Sun Mar 21, 2021 7:41 pm

Midwestindy wrote:
UPlog wrote:
Corp travel will be slow to come back as there is high liability involved in having folks back in the office or on the road.

My wife's company a global consumer goods company has a blanket travel ban and work from home in place until Oct 1st for most white-collar U.S employees. Even in most optimistic scenarios, they will adopt a hybrid model with people in the office a few days per week to start.

Also regarding the vaccines, HR informed employees the company will not, nor can it mandate employees take non-approved vaccines which are currently on the market only under emergency use authorization.

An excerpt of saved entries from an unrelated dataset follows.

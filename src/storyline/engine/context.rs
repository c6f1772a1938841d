//! Caller context propagation into fragments

use std::collections::BTreeMap;
use std::sync::Arc;

use super::handle::RunHandle;

/// Caller context entries copied into a fragment
#[derive(Debug, Clone, Default)]
pub struct FragmentContext {
    entries: Arc<BTreeMap<String, String>>,
}

impl FragmentContext {
    /// Copy `source`, skipping keys with an ignored prefix, up to `limit` entries
    pub fn capture(
        source: &BTreeMap<String, String>,
        ignore_prefixes: &[String],
        limit: usize,
    ) -> Self {
        let entries: BTreeMap<String, String> = source
            .iter()
            .filter(|(key, _)| !ignore_prefixes.iter().any(|p| key.starts_with(p.as_str())))
            .take(limit)
            .map(|(k, v)| (k.clone(), v.clone()))
            .collect();
        if entries.len() == limit && source.len() > limit {
            log::debug!("Caller context truncated to {} entries", limit);
        }
        Self {
            entries: Arc::new(entries),
        }
    }

    pub fn get(&self, key: &str) -> Option<&str> {
        self.entries.get(key).map(String::as_str)
    }

    pub fn len(&self) -> usize {
        self.entries.len()
    }

    pub fn is_empty(&self) -> bool {
        self.entries.is_empty()
    }

    pub fn entries(&self) -> Arc<BTreeMap<String, String>> {
        Arc::clone(&self.entries)
    }
}

/// Installs a fragment's context on the run handle and removes it on drop,
/// whether the fragment finished, failed or was cancelled
pub struct ContextScope {
    handle: Arc<RunHandle>,
    fragment_id: String,
}

impl ContextScope {
    pub fn enter(handle: Arc<RunHandle>, fragment_id: &str, context: FragmentContext) -> Self {
        handle.enter_context(fragment_id, context);
        Self {
            handle,
            fragment_id: fragment_id.to_string(),
        }
    }
}

impl Drop for ContextScope {
    fn drop(&mut self) {
        self.handle.leave_context(&self.fragment_id);
    }
}

#[cfg(test)]
mod tests {
    use super::*;
    use crate::storyline::config::FailurePolicy;

    fn source() -> BTreeMap<String, String> {
        [("tenant", "acme"), ("trace-id", "t1"), ("user", "ann")]
            .into_iter()
            .map(|(k, v)| (k.to_string(), v.to_string()))
            .collect()
    }

    #[test]
    fn test_capture_filters_prefixes() {
        let context = FragmentContext::capture(&source(), &["trace-".to_string()], 10);
        assert_eq!(context.len(), 2);
        assert_eq!(context.get("tenant"), Some("acme"));
        assert_eq!(context.get("trace-id"), None);
    }

    #[test]
    fn test_capture_limit() {
        let context = FragmentContext::capture(&source(), &[], 1);
        assert_eq!(context.len(), 1);
        assert!(FragmentContext::capture(&source(), &[], 0).is_empty());
    }

    #[test]
    fn test_scope_removes_on_drop() {
        let handle = Arc::new(RunHandle::new("r", FailurePolicy::CancelRun));
        {
            let _scope = ContextScope::enter(
                Arc::clone(&handle),
                "r-0",
                FragmentContext::capture(&source(), &[], 10),
            );
            assert_eq!(handle.active_contexts(), 1);
        }
        assert_eq!(handle.active_contexts(), 0);
    }
}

Anyhow, for large corporations, there is not much point in travel when much of your client base also remain working from home, and the globe is largely shut with various levels of entry restrictions.


Important to remember each company is different,

My company(Top 100 corp travel spender) started travel last summer, and I have business trips tentatively scheduled in the coming months, all of which would generally be considered "non-essential."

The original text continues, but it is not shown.